I poliziotti della questura di Messina hanno eseguito un decreto di sequestro patrimoniale emesso, ai sensi del codice antimafia, dalla sezione misure di prevenzione del tribunale di Messina, su proposta congiunta del procuratore della Repubblica e del questore di Messina, riguardante beni immobili, per un valore complessivamente stimato di quasi un milione di euro, riconducibili a due fratelli di Oliveri (Messina), uno dei quali, fino al recente passato, dirigente dell’Ufficio tecnico dello stesso comune, l’altro, ingegnere e libero professionista.
Tramite le indagini, gli investigatori della Divisione anticrimine di Messina, hanno ricostruito i modi in cui i due arricchivano il proprio patrimonio. In particolare, l’uomo che ricopriva la funzione di responsabile dell’area tecnica, abusando dei poteri correlati all’incarico, nell’arco temporale dal 2000 al 2012, in cambio di benefici di vario genere, ha rafforzato l’operatività del clan di Cosa Nostra dei “barcellonesi”, attivo soprattutto nel settore degli appalti pubblici.
L’ex dirigente è stato giudicato in via definitiva, responsabile del reato di concorso esterno in associazione di tipo mafioso, in quanto sfruttando la posizione pubblica rivestita ha agevolato la Mafia, truccando sistematicamente le gare d’appalto e al tempo stesso, segnalando ai referenti del clan, ai quali era asservito, i nomi degli imprenditori aggiudicatari di lavori pubblici, da sottoporre a estorsione.

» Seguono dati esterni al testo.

use std::fmt;
use std::str::FromStr;

use serde::{Deserialize, Serialize};

/// Presence states a link-local peer can be in.
#[derive(Debug, Clone, Copy, PartialEq, Eq, Hash, Serialize, Deserialize)]
#[serde(rename_all = "snake_case")]
pub enum PresenceStatus {
    Offline,
    Online,
    DoNotDisturb,
    Invisible,
}

impl PresenceStatus {
    pub fn is_online(self) -> bool {
        self != PresenceStatus::Offline
    }

    /// Value announced in the `status` TXT property.
    pub fn txt_token(self) -> &'static str {
        match self {
            PresenceStatus::Offline => "offline",
            PresenceStatus::Online => "avail",
            PresenceStatus::DoNotDisturb => "dnd",
            PresenceStatus::Invisible => "invisible",
        }
    }

    /// Parses a `status` TXT value. Unknown tokens yield `None`; callers
    /// treat that as Online.
    pub fn from_txt(token: &str) -> Option<Self> {
        match token.trim().to_ascii_lowercase().as_str() {
            "avail" | "available" | "online" => Some(PresenceStatus::Online),
            "dnd" | "away" | "do not disturb" => Some(PresenceStatus::DoNotDisturb),
            "invisible" => Some(PresenceStatus::Invisible),
            "offline" => Some(PresenceStatus::Offline),
            _ => None,
        }
    }
}

impl fmt::Display for PresenceStatus {
    fn fmt(&self, f: &mut fmt::Formatter<'_>) -> fmt::Result {
        let name = match self {
            PresenceStatus::Offline => "Offline",
            PresenceStatus::Online => "Online",
            PresenceStatus::DoNotDisturb => "Do Not Disturb",
            PresenceStatus::Invisible => "Invisible",
        };
        f.write_str(name)
    }
}

#[derive(Debug, Clone, PartialEq, Eq)]
pub struct UnknownStatus(pub String);

impl fmt::Display for UnknownStatus {
    fn fmt(&self, f: &mut fmt::Formatter<'_>) -> fmt::Result {
        write!(f, "unknown presence status '{}'", self.0)
    }
}

impl std::error::Error for UnknownStatus {}

impl FromStr for PresenceStatus {
    type Err = UnknownStatus;

    fn from_str(s: &str) -> Result<Self, Self::Err> {
        PresenceStatus::from_txt(s).ok_or_else(|| UnknownStatus(s.to_string()))
    }
}
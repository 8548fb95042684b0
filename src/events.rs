use serde::Serialize;
use tokio::sync::broadcast;

use crate::peer::PeerRecord;
use crate::protocol::ChatMessage;
use crate::status::PresenceStatus;

#[derive(Debug, Clone, Copy, PartialEq, Eq, Serialize)]
#[serde(rename_all = "snake_case")]
pub enum TypingState {
    Started,
    Stopped,
}

/// Receiver of everything the engine reports upward: presence changes,
/// incoming messages and typing notifications.
pub trait EventSink: Send + Sync {
    fn presence_changed(&self, peer: &PeerRecord, old: PresenceStatus);
    fn message_received(&self, message: &ChatMessage, from: &PeerRecord);
    fn typing_changed(&self, peer: &PeerRecord, state: TypingState);
}

#[derive(Debug, Clone, PartialEq, Eq, Serialize)]
#[serde(tag = "event", rename_all = "snake_case")]
pub enum ProviderEvent {
    PresenceChanged { peer: PeerRecord, old: PresenceStatus },
    MessageReceived { message: ChatMessage, from: PeerRecord },
    Typing { peer: PeerRecord, state: TypingState },
}

/// Fan-out of [`ProviderEvent`]s to any number of subscribers. Events sent
/// while nobody is subscribed are dropped.
#[derive(Debug, Clone)]
pub struct EventBus {
    tx: broadcast::Sender<ProviderEvent>,
}

impl EventBus {
    pub fn new(capacity: usize) -> Self {
        let (tx, _) = broadcast::channel(capacity);
        Self { tx }
    }

    pub fn subscribe(&self) -> broadcast::Receiver<ProviderEvent> {
        self.tx.subscribe()
    }

    fn publish(&self, event: ProviderEvent) {
        let _ = self.tx.send(event);
    }
}

impl Default for EventBus {
    fn default() -> Self {
        Self::new(256)
    }
}

impl EventSink for EventBus {
    fn presence_changed(&self, peer: &PeerRecord, old: PresenceStatus) {
        tracing::info!(peer = %peer.id, from = %old, to = %peer.status, "presence changed");
        self.publish(ProviderEvent::PresenceChanged {
            peer: peer.clone(),
            old,
        });
    }

    fn message_received(&self, message: &ChatMessage, from: &PeerRecord) {
        tracing::debug!(peer = %from.id, id = %message.id, "message received");
        self.publish(ProviderEvent::MessageReceived {
            message: message.clone(),
            from: from.clone(),
        });
    }

    fn typing_changed(&self, peer: &PeerRecord, state: TypingState) {
        self.publish(ProviderEvent::Typing {
            peer: peer.clone(),
            state,
        });
    }
}
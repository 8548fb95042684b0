use std::net::{IpAddr, SocketAddr};

use thiserror::Error;

pub type Result<T> = std::result::Result<T, Error>;

#[derive(Debug, Error)]
pub enum Error {
    /// Neither the preferred nor an ephemeral port could be bound.
    #[error("couldn't bind chat listener on port {port} or an ephemeral port")]
    Bind {
        port: u16,
        #[source]
        source: std::io::Error,
    },

    #[error("directory conflict: {id} collides with {existing} at {addr}")]
    Conflict {
        id: String,
        existing: String,
        addr: SocketAddr,
    },

    #[error("chat frame from unidentifiable sender {0}")]
    UnresolvedSender(IpAddr),

    #[error("service record {0} could not be resolved")]
    ResolutionTimeout(String),

    #[error("discovery service failure: {0}")]
    Discovery(String),

    #[error("no peer named {0}")]
    UnknownPeer(String),

    #[error("peer {0} is offline")]
    PeerOffline(String),

    #[error("provider is offline")]
    NotOnline,

    #[error("chat listener closed: {0}")]
    ListenerClosed(#[source] std::io::Error),

    #[error("frame exceeds {0} bytes without a terminating tag")]
    FrameTooLarge(usize),

    #[error("invalid configuration: {0}")]
    Config(String),

    #[error(transparent)]
    Io(#[from] std::io::Error),
}

impl From<mdns_sd::Error> for Error {
    fn from(e: mdns_sd::Error) -> Self {
        Error::Discovery(e.to_string())
    }
}
use std::sync::Arc;

use tokio::sync::broadcast;
use tokio_util::task::TaskTracker;

use crate::config::ProviderConfig;
use crate::directory::ContactDirectory;
use crate::discovery::DiscoveryService;
use crate::error::{Error, Result};
use crate::events::{EventBus, ProviderEvent};
use crate::peer::PeerRecord;
use crate::presence::{LocalPresenceRecord, PresenceAnnouncer};
use crate::protocol::ChatMessage;
use crate::session::{self, SessionContext};
use crate::status::PresenceStatus;

/// One local link-local chat account: its announcement, its view of the
/// peers around it and the sessions it has open with them.
pub struct ZeroconfProvider {
    initial_status: PresenceStatus,
    bus: EventBus,
    sessions: SessionContext,
    announcer: PresenceAnnouncer,
}

impl ZeroconfProvider {
    pub fn new(config: &ProviderConfig, discovery: Arc<dyn DiscoveryService>) -> Self {
        let local = LocalPresenceRecord::from_config(config);
        let bus = EventBus::default();
        let sessions = SessionContext {
            local_id: local.id.clone(),
            directory: ContactDirectory::new(),
            events: Arc::new(bus.clone()),
            tracker: TaskTracker::new(),
            connect_timeout: config.connect_timeout(),
        };
        let announcer = PresenceAnnouncer::new(local, config.port, discovery, sessions.clone());
        Self {
            initial_status: config.initial_status,
            bus,
            sessions,
            announcer,
        }
    }

    pub fn id(&self) -> &str {
        &self.sessions.local_id
    }

    pub fn local_record(&self) -> LocalPresenceRecord {
        self.announcer.record()
    }

    pub fn status(&self) -> PresenceStatus {
        self.announcer.status()
    }

    /// Goes to the configured initial status.
    pub async fn start(&self) -> Result<()> {
        self.announcer.start(self.initial_status).await
    }

    pub async fn change_status(&self, status: PresenceStatus) -> Result<()> {
        self.announcer.change_status(status).await
    }

    pub fn set_status_message(&self, message: &str) -> Result<()> {
        self.announcer.set_status_message(message)
    }

    /// Subscribes to presence, message and typing events.
    pub fn subscribe(&self) -> broadcast::Receiver<ProviderEvent> {
        self.bus.subscribe()
    }

    pub fn directory(&self) -> &ContactDirectory {
        &self.sessions.directory
    }

    pub fn peers(&self) -> Vec<PeerRecord> {
        self.sessions.directory.peers()
    }

    pub fn peer(&self, id: &str) -> Option<PeerRecord> {
        self.sessions.directory.find(id)
    }

    /// Queues `text` for `peer_id`, opening a session if needed. Delivery is
    /// best effort.
    pub fn send_message(&self, peer_id: &str, text: &str) -> Result<ChatMessage> {
        let message = ChatMessage::text(text);
        self.deliver(peer_id, message.clone())?;
        Ok(message)
    }

    pub fn send_typing(&self, peer_id: &str) -> Result<()> {
        self.deliver(peer_id, ChatMessage::typing())
    }

    fn deliver(&self, peer_id: &str, message: ChatMessage) -> Result<()> {
        if !self.status().is_online() {
            return Err(Error::NotOnline);
        }
        // A session may end between lookup and send; one fresh one is enough.
        for _ in 0..2 {
            let handle = session::session_for(&self.sessions, peer_id)?;
            if handle.send(message.clone()) {
                return Ok(());
            }
            tracing::debug!(peer = peer_id, session = handle.id(), "session ended under us, reopening");
            self.sessions.directory.unbind_session(peer_id, handle.id());
        }
        Err(Error::PeerOffline(peer_id.to_string()))
    }

    /// Forgets a peer, closing its session first.
    pub fn unsubscribe(&self, peer_id: &str) -> Result<PeerRecord> {
        let (peer, session) = self
            .sessions
            .directory
            .remove(peer_id)
            .ok_or_else(|| Error::UnknownPeer(peer_id.to_string()))?;
        if let Some(session) = session {
            session.close();
        }
        tracing::info!(peer = peer_id, "removed peer");
        Ok(peer)
    }

    /// Goes Offline and waits for every session and background task.
    pub async fn shutdown(&self) -> Result<()> {
        let result = self.change_status(PresenceStatus::Offline).await;
        self.sessions.tracker.close();
        self.sessions.tracker.wait().await;
        tracing::info!(id = self.id(), "provider stopped");
        result
    }
}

L’altro uomo, ingegnere e libero professionista, obbligava diverse persone, interessate ad avviare operazioni di lottizzazioni o in generale di costruzione di complessi immobiliari, a affidargli la progettazione delle opere, prospettando, in caso contrario, che il fratello responsabile del Comune, li avrebbe ostacolati nella fase di approvazione dei relativi lavori.
L’ingegnere avrebbe indicato ai committenti anche le ditte che, per la realizzazione delle opere, avrebbero dovuto fornire i materiali.
Attraverso le indagini, gli agenti hanno scoperto che il professionista sarebbe stato socio occulto di due società fra di loro collegate, entrambe in liquidazione, che avrebbero conseguito illeciti profitti, per effetto dell’attività edilizia realizzata nel territorio del comune di Oliveri, in forza di provvedimenti autorizzatori illegittimi, in quanto contrastanti con gli strumenti urbanistici.
Il sequestro preventivo finalizzato alla confisca riguarda sei immobili, ritenuti fittiziamente intestati ad altri congiunti, il cui acquisto viene considerato sproporzionato rispetto alle capacità reddituale e patrimoniale degli intestatari.